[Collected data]
···
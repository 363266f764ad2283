//! Progress emitter: the ordered event channel between a pipeline run and its
//! caller, and the newline-delimited JSON encoding used on the wire.

use bytes::Bytes;
use futures::Stream;
use serde::{Deserialize, Serialize};
use std::convert::Infallible;
use std::time::Duration;
use tokio::sync::mpsc;
use tokio_stream::wrappers::ReceiverStream;
use tokio_stream::StreamExt;
use tracing::error;

use crate::error::AssessError;
use crate::scoring::Report;

/// Metric name → value. Within a run, keys accumulate and are never removed.
pub type Metrics = serde_json::Map<String, serde_json::Value>;

/// Build a [`Metrics`] map from a JSON object literal; anything else yields
/// an empty map.
pub fn metrics(value: serde_json::Value) -> Metrics {
    match value {
        serde_json::Value::Object(map) => map,
        _ => Metrics::new(),
    }
}

/// One message of a run's event stream.
///
/// Wire shapes, one JSON object per line:
/// - `{"progress": 40, "status": "...", "metrics": {...}}`
/// - `{"metrics": {...}}`
/// - `{"progress": 100, "status": "...", "results": {...report...}}` (terminal)
/// - `{"error": "...", "message": "..."}` (terminal)
#[derive(Debug, Clone, PartialEq, Serialize, Deserialize)]
#[serde(untagged)]
pub enum Event {
    Final {
        progress: u8,
        status: String,
        results: Box<Report>,
    },
    Progress {
        progress: u8,
        status: String,
        metrics: Metrics,
    },
    Metrics {
        metrics: Metrics,
    },
    Failure {
        error: String,
        message: String,
    },
}

impl Event {
    pub fn failure(err: &AssessError) -> Self {
        Event::Failure {
            error: err.kind().to_string(),
            message: err.to_string(),
        }
    }

    pub fn is_terminal(&self) -> bool {
        matches!(self, Event::Final { .. } | Event::Failure { .. })
    }

    pub fn progress(&self) -> Option<u8> {
        match self {
            Event::Final { progress, .. } | Event::Progress { progress, .. } => Some(*progress),
            _ => None,
        }
    }
}

/// Sending half of a run's event channel. Sends are awaited in order, so
/// the caller sees events exactly as the orchestrator produced them.
#[derive(Clone)]
pub struct Emitter {
    tx: mpsc::Sender<Event>,
}

impl Emitter {
    pub fn channel(capacity: usize) -> (Self, mpsc::Receiver<Event>) {
        let (tx, rx) = mpsc::channel(capacity);
        (Self { tx }, rx)
    }

    /// Fails with [`AssessError::StreamAborted`] once the caller is gone.
    pub async fn send(&self, event: Event) -> Result<(), AssessError> {
        self.tx
            .send(event)
            .await
            .map_err(|_| AssessError::StreamAborted)
    }

    /// Send that waits at most `limit` for buffer space; used on the way out
    /// of a run, when the caller may be reading slowly.
    pub async fn send_within(&self, event: Event, limit: Duration) -> Result<(), AssessError> {
        match tokio::time::timeout(limit, self.send(event)).await {
            Ok(result) => result,
            Err(_) => Err(AssessError::Other(format!(
                "event buffer still full after {:?}",
                limit
            ))),
        }
    }

    /// Resolves when the receiving side has been dropped.
    pub async fn closed(&self) {
        self.tx.closed().await
    }

    pub fn is_closed(&self) -> bool {
        self.tx.is_closed()
    }
}

/// Encode one event as a self-contained NDJSON line.
pub fn encode_line(event: &Event) -> Bytes {
    match serde_json::to_vec(event) {
        Ok(mut buf) => {
            buf.push(b'\n');
            Bytes::from(buf)
        }
        Err(e) => {
            error!("Failed to encode event: {}", e);
            let fallback = Event::failure(&AssessError::Other(format!("encoding failed: {}", e)));
            let mut buf = serde_json::to_vec(&fallback).unwrap_or_default();
            buf.push(b'\n');
            Bytes::from(buf)
        }
    }
}

pub fn decode_line(line: &str) -> Result<Event, serde_json::Error> {
    serde_json::from_str(line.trim_end())
}

/// Adapt a run's receiver into a body stream of NDJSON lines.
pub fn ndjson_stream(rx: mpsc::Receiver<Event>) -> impl Stream<Item = Result<Bytes, Infallible>> {
    ReceiverStream::new(rx).map(|event| Ok(encode_line(&event)))
}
···
| Exercise objective |
Exactly the lines from the one containing "self.tx.closed().await" through the end of the records should be reproduced, and no others.

| Written solution |
        self.tx.closed().await
    }

    pub fn is_closed(&self) -> bool {
        self.tx.is_closed()
    }
}

/// Encode one event as a self-contained NDJSON line.
pub fn encode_line(event: &Event) -> Bytes {
    match serde_json::to_vec(event) {
        Ok(mut buf) => {
            buf.push(b'\n');
            Bytes::from(buf)
        }
        Err(e) => {
            error!("Failed to encode event: {}", e);
            let fallback = Event::failure(&AssessError::Other(format!("encoding failed: {}", e)));
            let mut buf = serde_json::to_vec(&fallback).unwrap_or_default();
            buf.push(b'\n');
            Bytes::from(buf)
        }
    }
}

pub fn decode_line(line: &str) -> Result<Event, serde_json::Error> {
    serde_json::from_str(line.trim_end())
}

/// Adapt a run's receiver into a body stream of NDJSON lines.
pub fn ndjson_stream(rx: mpsc::Receiver<Event>) -> impl Stream<Item = Result<Bytes, Infallible>> {
    ReceiverStream::new(rx).map(|event| Ok(encode_line(&event)))
}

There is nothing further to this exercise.